Le projet de Constitution que le président veut soumettre à un référendum le 15 décembre ne transformerait pas l'Égypte en une dictature islamique du jour au lendemain. Mais il ouvre la porte à une islamisation progressive, et pourrait avoir des conséquences sociales concrètes, telles que l'interdiction de servir de l'alcool dans les restaurants, des pressions vestimentaires sur les femmes, ou encore la séparation des sexes dans les universités, selon Mustapha al-Sayyid.

En essayant de contrôler les médias, Morsi s'est aliéné une grande partie des journalistes du pays. Son cafouillage constitutionnel l'oppose aux juges et diplomates qui refusent de superviser son référendum.
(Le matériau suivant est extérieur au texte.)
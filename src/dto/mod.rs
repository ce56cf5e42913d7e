//! DTOs de la API
//!
//! Requests, filtros de búsqueda y responses expuestos por los endpoints.

pub mod admin_dto;
pub mod api_response;
pub mod audit_dto;
pub mod client_dto;
pub mod dashboard_dto;
pub mod service_dto;
pub mod transaction_dto;
pub mod vehicle_dto;

pub use api_response::ApiResponse;

/// Tamaño máximo de página en los listados
pub const MAX_PAGE_SIZE: i64 = 1000;

/// `limit` de un listado acotado a `0..=MAX_PAGE_SIZE`; sin límite se devuelve todo
pub fn page_limit(limit: Option<i64>) -> Option<i64> {
    limit.map(|l| l.clamp(0, MAX_PAGE_SIZE))
}

/// `offset` de un listado, nunca negativo
pub fn page_offset(offset: Option<i64>) -> i64 {
    offset.unwrap_or(0).max(0)
}

#[cfg(test)]
mod tests {
    use super::*;

    #[test]
    fn test_page_bounds() {
        assert_eq!(page_limit(None), None);
        assert_eq!(page_limit(Some(-5)), Some(0));
        assert_eq!(page_limit(Some(20)), Some(20));
        assert_eq!(page_limit(Some(i64::MAX)), Some(MAX_PAGE_SIZE));
        assert_eq!(page_offset(None), 0);
        assert_eq!(page_offset(Some(-1)), 0);
        assert_eq!(page_offset(Some(40)), 40);
    }
}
En même temps, la vieille bureaucratie égyptienne, héritée de l'ère Moubarak, ne lui fait pas non plus la vie facile.

Mohamed Morsi ne possède pas l'éclat des grands hommes politiques qui peuvent traverser de telles épreuves par la force de leur charisme. «Il a des traits sévères et semble toujours en colère, il parle comme un imam», dit le journaliste Gamal Zayda.

Il y a une dizaine de jours, en pleine crise constitutionnelle, il a fait un discours «ennuyeux à mourir», estime Mustapha al-Sayyid.

Ce président terne et peu inspirant, que les Égyptiens soupçonnent d'exécuter les directives de ses guides religieux, se retrouve aujourd'hui dans une position de faiblesse. Il n'a pas le choix d'ouvrir la porte à un compromis. Il reste à savoir si cette ouverture sera suffisante pour remettre la jeune démocratie égyptienne sur les rails. Et éviter d'autres sanglants affrontements.